There are multiple options for removal of nasopharyngeal polyps. The two most common approaches are polyp removal by traction (± prednisolone therapy) and ventral bulla osteotomy. Traction may be considered initially, however the owner must be made aware of the likelihood of recurrence. The polyp is visualized by retraction of the soft palate using a spay hook or stay suture. The polyp is grasped with Allis tissue, alligator, or right-angled forceps, and gently avulsed from its origin. Recurrence following removal by traction ranges from 36 to 41%. A recent study described the addition of prednisolone therapy following traction and had a 0% recurrence rate in 8 cats receiving traction and prednisolone versus a 64% recurrence rate in 14 cats receiving traction alone.
Ventral bulla osteotomy (VBO) is the treatment of choice, even in cats without evidence of otitis media. VBO provides the best and easiest access to the middle ear from which polyps are thought to arise. The cat is placed in dorsal recumbency with the head and neck extended over a sandbag or rolled towel. Following blunt surgical dissection between the digastricus muscle laterally and the styloglossus and hyoglossus muscles medially, the bulla can be palpated. The hypoglossal nerve and ligual artery run medial to the hyoglossus muscle and should be retracted gently to avoid damage. The feline tympanic bulla is unique in that it is divided into two compartments by a bony septum. The bulla is entered through the larger ventromedial compartment using a Steinmann pin. The osteotomy is enlarged using rongeurs. The dorsomedial compartment is carefully entered to avoid damaging the promontory over which the postganglionic sympathetic fibers run. Any fluid or exudates within the bulla should be collected and submitted for aerobic bacterial culture. Small curettes can be used to remove the polyp and epithelial lining of the tympanic bulla. Don't forget to submit the excised tissue for histopathology. The tympanic cavity is thoroughly lavaged prior to closure. I do not utilize passive drains in this surgery. Drain placement is controversial and been proven unnecessary in dogs following total ear canal ablation and lateral bulla osteotomy.

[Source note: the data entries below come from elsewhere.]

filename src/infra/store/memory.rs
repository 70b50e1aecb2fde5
//! In-memory usage store for development and testing.

use std::collections::{HashMap, HashSet};
use std::sync::atomic::{AtomicBool, Ordering};

use async_trait::async_trait;
use parking_lot::Mutex;

use crate::core::{EngineError, ScopeRef};
use crate::infra::store::UsageStore;

type WindowKey = (ScopeRef, u64, u64);

/// Usage counters held in a process-local map.
///
/// Increments are atomic under the interior mutex, which satisfies the
/// store contract within a single process. The `set_failing` toggle lets
/// tests exercise the engine's fail-closed path.
#[derive(Debug, Default)]
pub struct InMemoryUsageStore {
    counts: Mutex<HashMap<WindowKey, u64>>,
    failing: AtomicBool,
}

impl InMemoryUsageStore {
    /// Create an empty store.
    pub fn new() -> Self {
        Self::default()
    }

    /// Pre-load a counter, replacing any existing value.
    pub fn seed(&self, scope: ScopeRef, window_secs: u64, window_start: u64, count: u64) {
        self.counts
            .lock()
            .insert((scope, window_secs, window_start), count);
    }

    /// Toggle simulated outage: while set, every operation fails.
    pub fn set_failing(&self, failing: bool) {
        self.failing.store(failing, Ordering::Release);
    }

    fn check_available(&self) -> Result<(), EngineError> {
        if self.failing.load(Ordering::Acquire) {
            return Err(EngineError::StoreUnavailable(
                "in-memory store marked failing".into(),
            ));
        }
        Ok(())
    }
}

#[async_trait]
impl UsageStore for InMemoryUsageStore {
    async fn get(
        &self,
        scope: &ScopeRef,
        window_secs: u64,
        window_start: u64,
    ) -> Result<u64, EngineError> {
        self.check_available()?;
        let counts = self.counts.lock();
        Ok(counts
            .get(&(scope.clone(), window_secs, window_start))
            .copied()
            .unwrap_or(0))
    }

    async fn increment(
        &self,
        scope: &ScopeRef,
        window_secs: u64,
        window_start: u64,
    ) -> Result<u64, EngineError> {
        self.check_available()?;
        let mut counts = self.counts.lock();
        let entry = counts
            .entry((scope.clone(), window_secs, window_start))
            .or_insert(0);
        *entry += 1;
        Ok(*entry)
    }

    async fn known_scopes(&self) -> Result<Vec<ScopeRef>, EngineError> {
        self.check_available()?;
        let counts = self.counts.lock();
        let distinct: HashSet<ScopeRef> = counts.keys().map(|(s, _, _)| s.clone()).collect();
        let mut scopes: Vec<ScopeRef> = distinct.into_iter().collect();
        scopes.sort_by(|a, b| a.scope_id.cmp(&b.scope_id));
        Ok(scopes)
    }
}

#[cfg(test)]
mod tests {
    use super::*;
    use crate::core::ScopeType;

    fn account(id: &str) -> ScopeRef {
        ScopeRef::new(ScopeType::Account, id)
    }

    #[tokio::test]
    async fn increment_returns_new_count() {
        let store = InMemoryUsageStore::new();
        let scope = account("a1");
        assert_eq!(store.get(&scope, 3600, 0).await.unwrap(), 0);
        assert_eq!(store.increment(&scope, 3600, 0).await.unwrap(), 1);
        assert_eq!(store.increment(&scope, 3600, 0).await.unwrap(), 2);
        assert_eq!(store.get(&scope, 3600, 0).await.unwrap(), 2);
        // A different window length at the same start is a separate counter.
        assert_eq!(store.get(&scope, 86_400, 0).await.unwrap(), 0);
    }

    #[tokio::test]
    async fn known_scopes_deduplicates() {
        let store = InMemoryUsageStore::new();
        let scope = account("a1");
        store.increment(&scope, 3600, 0).await.unwrap();
        store.increment(&scope, 86_400, 0).await.unwrap();
        store
            .increment(&account("a2"), 3600, 0)
            .await
            .unwrap();
        let scopes = store.known_scopes().await.unwrap();
        assert_eq!(scopes.len(), 2);
    }

    #[tokio::test]
    async fn failing_store_errors_every_operation() {
        let store = InMemoryUsageStore::new();
        store.set_failing(true);
        let scope = account("a1");
        assert!(matches!(
            store.get(&scope, 3600, 0).await,
            Err(EngineError::StoreUnavailable(_))
        ));
        assert!(store.increment(&scope, 3600, 0).await.is_err());
        store.set_failing(false);
        assert!(store.get(&scope, 3600, 0).await.is_ok());
    }
}
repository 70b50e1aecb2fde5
//! Shared utilities.

pub mod clock;
pub mod telemetry;

pub use clock::*;
pub use telemetry::*;
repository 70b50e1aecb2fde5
//! Core admission-control abstractions and decision logic.

pub mod audit;
pub mod bulk;
pub mod error;
pub mod evaluator;
pub mod health;
pub mod rules;
pub mod usage;

pub use audit::{build_audit_event, AuditEvent, AuditSink, InMemoryAuditSink, PostgresAuditSink};
pub use bulk::{
    BlockedPost, BulkEvaluator, BulkLimits, BulkResult, BulkSummary, CandidatePost,
    SuggestedAlternative,
};
pub use error::{AppResult, EngineError};
pub use evaluator::{CapacityDecision, CapacityEvaluator, DenyReason, UsageOverlay, Violation};
pub use health::{DashboardStatus, HealthMonitor, HealthSummary, LimitStatus, StatusFilter};
pub use rules::{
    validate_rule, validate_rule_set, LimitRule, RuleFilter, RuleRegistry, ScopeRef, ScopeType,
};
pub use usage::CacheLayer;
use serde::{Deserialize, Serialize};
use uuid::Uuid;

// ============================================================================
// Customer Value Objects
// ============================================================================

/// Identity of the purchasing user
#[derive(Debug, Clone, Copy, PartialEq, Eq, Hash, Serialize, Deserialize)]
pub struct UserId(pub Uuid);

impl UserId {
    pub fn new() -> Self {
        Self(Uuid::new_v4())
    }

    pub fn nil() -> Self {
        Self(Uuid::nil())
    }

    pub fn is_nil(&self) -> bool {
        self.0.is_nil()
    }
}

impl Default for UserId {
    fn default() -> Self {
        Self::new()
    }
}

impl std::fmt::Display for UserId {
    fn fmt(&self, f: &mut std::fmt::Formatter<'_>) -> std::fmt::Result {
        write!(f, "{}", self.0)
    }
}

/// Shipping destination
#[derive(Debug, Clone, PartialEq, Serialize, Deserialize)]
pub struct Address {
    pub recipient: String,
    pub street: String,
    pub city: String,
    pub postal_code: String,
    pub country: String,
}

/// Customer tier for loyalty pricing and pipeline selection
#[derive(Debug, Clone, Copy, PartialEq, Eq, Hash, PartialOrd, Ord, Serialize, Deserialize)]
pub enum CustomerTier {
    Bronze,
    Silver,
    Gold,
    Platinum,
}

/// Risk classification returned by the risk scorer
#[derive(Debug, Clone, Copy, PartialEq, Eq, Serialize, Deserialize)]
pub enum RiskTier {
    Low,
    Medium,
    High,
}

/// Payment instrument chosen for the order
#[derive(Debug, Clone, Copy, PartialEq, Eq, Serialize, Deserialize)]
pub enum PaymentMethod {
    CreditCard,
    DebitCard,
    BankAccount,
    DigitalWallet,
}

/// What the engine knows about the buyer at order time
#[derive(Debug, Clone, PartialEq, Serialize, Deserialize)]
pub struct CustomerProfile {
    pub user_id: UserId,
    pub tier: CustomerTier,
    /// Number of orders this user has previously completed
    pub completed_orders: u32,
}

impl CustomerProfile {
    pub fn new(user_id: UserId, tier: CustomerTier) -> Self {
        Self {
            user_id,
            tier,
            completed_orders: 0,
        }
    }

    pub fn with_completed_orders(mut self, completed_orders: u32) -> Self {
        self.completed_orders = completed_orders;
        self
    }

    pub fn is_first_order(&self) -> bool {
        self.completed_orders == 0
    }
}

// ============================================================================
// Unit Tests
// ============================================================================

#[cfg(test)]
mod tests {
    use super::*;

    #[test]
    fn test_first_order_detection() {
        let profile = CustomerProfile::new(UserId::new(), CustomerTier::Bronze);
        assert!(profile.is_first_order());

        let returning = profile.with_completed_orders(3);
        assert!(!returning.is_first_order());
    }

    #[test]
    fn test_tier_ordering() {
        assert!(CustomerTier::Bronze < CustomerTier::Silver);
        assert!(CustomerTier::Gold < CustomerTier::Platinum);
    }

    #[test]
    fn test_nil_user() {
        assert!(UserId::nil().is_nil());
        assert!(!UserId::new().is_nil());
    }
}
use chrono::Utc;
use serde_json::json;
use std::collections::HashMap;
use std::future::Future;
use std::sync::Arc;
use std::time::Instant;

use super::interventions::{InterventionKind, InterventionQueue};
use super::notifier::Notifier;
use super::registry::OrderRegistry;
use super::request::OrderRequest;
use crate::collaborators::{CollaboratorError, Collaborators, NotificationKind};
use crate::domain::customer::CustomerTier;
use crate::domain::order::{
    InventoryHold, LineItem, Order, OrderError, OrderId, OrderState, OrderStateMachine,
    TrackingRef, TransitionError, TransitionRecord, TransitionTrigger,
};
use crate::history::{HistoryLedger, Snapshot};
use crate::metrics::Metrics;
use crate::pricing::{PriceChain, PriceQuote, PricingContext};
use crate::utils::{
    retry_on_transient, CircuitBreaker, CircuitBreakerError, CircuitState, RetryConfig, RetryResult,
};
use crate::validation::ValidationPipeline;

// ============================================================================
// Orchestrator
// ============================================================================
//
// Drives one order at a time through:
//   validate -> price -> charge -> Paid -> reserve/deduct -> Fulfilling
//   -> create shipment -> Shipped (or Paid -> Delivered for virtual goods)
//
// Every public operation holds the order's slot for its whole duration and
// runs on a spawned task, so a caller that stops waiting cannot leave an
// order half-processed. Collaborator failures after payment are
// compensated: stock is released, the charge is refunded and the order is
// cancelled. A refund that cannot be completed is escalated to the
// intervention queue instead.
//
// ============================================================================

pub(crate) struct Inner {
    pub(crate) collaborators: Collaborators,
    pub(crate) state_machine: OrderStateMachine,
    pub(crate) pipeline: ValidationPipeline,
    pub(crate) tier_pipelines: HashMap<CustomerTier, ValidationPipeline>,
    pub(crate) pricing: PriceChain,
    pub(crate) ledger: HistoryLedger,
    pub(crate) registry: OrderRegistry,
    pub(crate) payment_breaker: CircuitBreaker,
    pub(crate) notifier: Notifier,
    pub(crate) interventions: Arc<InterventionQueue>,
    pub(crate) metrics: Arc<Metrics>,
    pub(crate) refund_retry: RetryConfig,
    pub(crate) release_retry: RetryConfig,
}

#[derive(Clone)]
pub struct Orchestrator {
    inner: Arc<Inner>,
}

/// Run `work` on its own task so dropping the caller's future can't cut it short
async fn detached<T, F>(work: F) -> Result<T, OrderError>
where
    F: Future<Output = Result<T, OrderError>> + Send + 'static,
    T: Send + 'static,
{
    tokio::spawn(work)
        .await
        .map_err(|e| OrderError::Aborted(format!("lifecycle task failed: {}", e)))?
}

impl Orchestrator {
    pub(crate) fn from_inner(inner: Inner) -> Self {
        Self {
            inner: Arc::new(inner),
        }
    }

    pub async fn process_order(&self, request: OrderRequest) -> Result<OrderId, OrderError> {
        let inner = self.inner.clone();
        detached(async move {
            let started = Instant::now();
            let result = inner.process(request).await;
            let outcome = match &result {
                Ok(_) => "completed",
                Err(e) => e.kind(),
            };
            inner
                .metrics
                .record_order_outcome(outcome, started.elapsed().as_secs_f64());
            result
        })
        .await
    }

    pub async fn cancel_order(&self, order_id: OrderId, reason: impl Into<String>) -> Result<(), OrderError> {
        let inner = self.inner.clone();
        let reason = reason.into();
        detached(async move { inner.cancel(order_id, reason).await }).await
    }

    /// Carrier reported the parcel delivered: `Shipped -> Delivered`
    pub async fn confirm_delivery(&self, order_id: OrderId) -> Result<(), OrderError> {
        let inner = self.inner.clone();
        detached(async move { inner.confirm_delivery(order_id).await }).await
    }

    pub async fn return_order(&self, order_id: OrderId, reason: impl Into<String>) -> Result<(), OrderError> {
        let inner = self.inner.clone();
        let reason = reason.into();
        detached(async move { inner.return_order(order_id, reason).await }).await
    }

    /// Price a request without registering or charging anything
    pub fn preview_price(&self, request: &OrderRequest) -> PriceQuote {
        let order = request.to_order(request.order_id.unwrap_or_default());
        let ctx = PricingContext::new(request.customer.clone(), request.coupon.clone(), Utc::now());
        self.inner.pricing.apply(&order, &ctx)
    }

    /// Copy of the order as of the end of its last operation
    pub async fn order(&self, order_id: OrderId) -> Option<Order> {
        let guard = self.inner.registry.lock_existing(order_id).await?;
        guard.clone()
    }

    pub async fn history(&self, order_id: OrderId) -> Vec<Snapshot> {
        let _guard = self.inner.registry.lock_existing(order_id).await;
        self.inner.ledger.history(order_id)
    }

    /// Administrative: restore the snapshot before the latest one
    pub async fn undo(&self, order_id: OrderId) -> Result<Snapshot, OrderError> {
        let mut guard = self
            .inner
            .registry
            .lock_existing(order_id)
            .await
            .ok_or(OrderError::OrderNotFound(order_id))?;
        let Some(order) = &mut *guard else {
            return Err(OrderError::OrderNotFound(order_id));
        };
        Ok(self.inner.ledger.undo(order)?)
    }

    /// Administrative: restore the snapshot `versions_back` behind the latest
    /// and drop everything after it
    pub async fn rollback(&self, order_id: OrderId, versions_back: usize) -> Result<Snapshot, OrderError> {
        let mut guard = self
            .inner
            .registry
            .lock_existing(order_id)
            .await
            .ok_or(OrderError::OrderNotFound(order_id))?;
        let Some(order) = &mut *guard else {
            return Err(OrderError::OrderNotFound(order_id));
        };
        Ok(self.inner.ledger.rollback_to_version(order, versions_back)?)
    }

    pub fn interventions(&self) -> &InterventionQueue {
        &self.inner.interventions
    }

    pub fn metrics(&self) -> &Metrics {
        &self.inner.metrics
    }

    pub fn payment_circuit_state(&self) -> CircuitState {
        self.inner.payment_breaker.state()
    }

    pub fn validation_stages(&self, tier: CustomerTier) -> Vec<&'static str> {
        self.inner.pipeline_for(tier).stage_names()
    }

    /// Wait until every notification dispatched so far has been delivered or parked
    pub async fn flush_notifications(&self) {
        self.inner.notifier.flush().await;
    }
}
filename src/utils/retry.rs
use serde::{Deserialize, Serialize};
use std::time::Duration;
use tokio::time::sleep;

// ============================================================================
// Bounded Exponential Backoff
// ============================================================================
//
// Used for compensating refunds, inventory releases and notification
// delivery. Only transient collaborator errors are retried; a permanent
// error stops the loop immediately.
//
// ============================================================================

#[derive(Clone, Debug, PartialEq, Serialize, Deserialize)]
#[serde(default)]
pub struct RetryConfig {
    /// Total attempts including the first one
    pub max_attempts: u32,
    #[serde(with = "super::serde_millis")]
    pub initial_delay: Duration,
    #[serde(with = "super::serde_millis")]
    pub max_delay: Duration,
    pub multiplier: f64,
}

impl Default for RetryConfig {
    fn default() -> Self {
        Self {
            max_attempts: 3,
            initial_delay: Duration::from_millis(100),
            max_delay: Duration::from_secs(10),
            multiplier: 2.0,
        }
    }
}

impl RetryConfig {
    /// More attempts, for money-moving compensation
    pub fn aggressive() -> Self {
        Self {
            max_attempts: 5,
            initial_delay: Duration::from_millis(50),
            max_delay: Duration::from_secs(30),
            multiplier: 2.0,
        }
    }

    /// Fewer attempts, for best-effort work
    pub fn conservative() -> Self {
        Self {
            max_attempts: 2,
            initial_delay: Duration::from_millis(200),
            max_delay: Duration::from_secs(5),
            multiplier: 2.0,
        }
    }

    /// No waiting between attempts; tests use this to keep runs fast
    pub fn immediate(max_attempts: u32) -> Self {
        Self {
            max_attempts,
            initial_delay: Duration::ZERO,
            max_delay: Duration::ZERO,
            multiplier: 1.0,
        }
    }

    /// Delay slept after the given failed attempt (1-based)
    pub fn delay_after(&self, attempt: u32) -> Duration {
        let exponent = attempt.saturating_sub(1) as i32;
        let millis = self.initial_delay.as_millis() as f64 * self.multiplier.powi(exponent);
        Duration::from_millis(millis as u64).min(self.max_delay)
    }
}

/// Check if an error is transient (should retry) or permanent (should not retry)
pub trait IsTransient {
    fn is_transient(&self) -> bool;
}

#[derive(Debug)]
pub enum RetryResult<T, E> {
    Success { value: T, attempts: u32 },
    /// Every attempt failed with a transient error
    Exhausted { error: E, attempts: u32 },
    /// Stopped early on a permanent error
    Permanent { error: E, attempts: u32 },
}

impl<T, E> RetryResult<T, E> {
    pub fn attempts(&self) -> u32 {
        match self {
            RetryResult::Success { attempts, .. }
            | RetryResult::Exhausted { attempts, .. }
            | RetryResult::Permanent { attempts, .. } => *attempts,
        }
    }

    pub fn is_success(&self) -> bool {
        matches!(self, RetryResult::Success { .. })
    }

    pub fn into_result(self) -> Result<T, E> {
        match self {
            RetryResult::Success { value, .. } => Ok(value),
            RetryResult::Exhausted { error, .. } | RetryResult::Permanent { error, .. } => Err(error),
        }
    }
}

/// Run `operation` until it succeeds, fails permanently, or runs out of attempts
pub async fn retry_on_transient<F, Fut, T, E>(
    config: &RetryConfig,
    operation_name: &str,
    mut operation: F,
) -> RetryResult<T, E>
where
    F: FnMut(u32) -> Fut,
    Fut: std::future::Future<Output = Result<T, E>>,
    E: std::fmt::Display + IsTransient,
{
    let max_attempts = config.max_attempts.max(1);
    let mut attempt = 0;

    loop {
        attempt += 1;

        match operation(attempt).await {
            Ok(value) => {
                if attempt > 1 {
                    tracing::info!(
                        operation = operation_name,
                        attempt = attempt,
                        "Operation succeeded after retry"
                    );
                }
                return RetryResult::Success {
                    value,
                    attempts: attempt,
                };
            }
            Err(error) if !error.is_transient() => {
                tracing::error!(
                    operation = operation_name,
                    error = %error,
                    "Permanent failure detected, not retrying"
                );
                return RetryResult::Permanent {
                    error,
                    attempts: attempt,
                };
            }
            Err(error) if attempt >= max_attempts => {
                tracing::error!(
                    operation = operation_name,
                    attempt = attempt,
                    error = %error,
                    "Operation failed after all retries"
                );
                return RetryResult::Exhausted {
                    error,
                    attempts: attempt,
                };
            }
            Err(error) => {
                let delay = config.delay_after(attempt);
                tracing::warn!(
                    operation = operation_name,
                    attempt = attempt,
                    error = %error,
                    delay_ms = delay.as_millis() as u64,
                    "Transient failure, retrying after delay"
                );
                sleep(delay).await;
            }
        }
    }
}
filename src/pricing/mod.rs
// ============================================================================
// Pricing - composable price-adjustment chain
// ============================================================================

pub mod chain;
pub mod stages;

pub use chain::{PriceChain, PriceQuote, PriceStage, PricingContext, PricingPolicy};
pub use stages::{
    Coupon, CouponDiscount, CouponValue, FirstOrderIncentive, FullReduction, MembershipDiscount,
    ReductionTier, ShippingSurcharge,
};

Multiple complications can occur following VBO, including Horner's syndrome, vestibular disease, facial nerve paralysis, hemorrhage, and recurrence. Horner's syndrome is very common following both VBO (57 to 96% incidence) and removal by traction (43% incidence) although most cases resolve within two to four weeks. Aggressive debridement of the tympanic bulla may also result in vestibular disturbance (4 to 42% incidence) manifested by head tilting, ataxia, and nystagmus.
Broad-spectrum antimicrobials should be administered while awaiting culture and susceptibility results. Postoperative pain is managed using systemic narcotics (morphine, hydromorphone) for 24 to 48 hours. Steroids OR non-steroidal anti-inflammatory drugs can be utilized for at-home pain management. For anorexia or nausea associated with vestibular disease, we administer meclizine (12.5mg PO daily) until the cat begins eating again, usually within 1 to 2 days.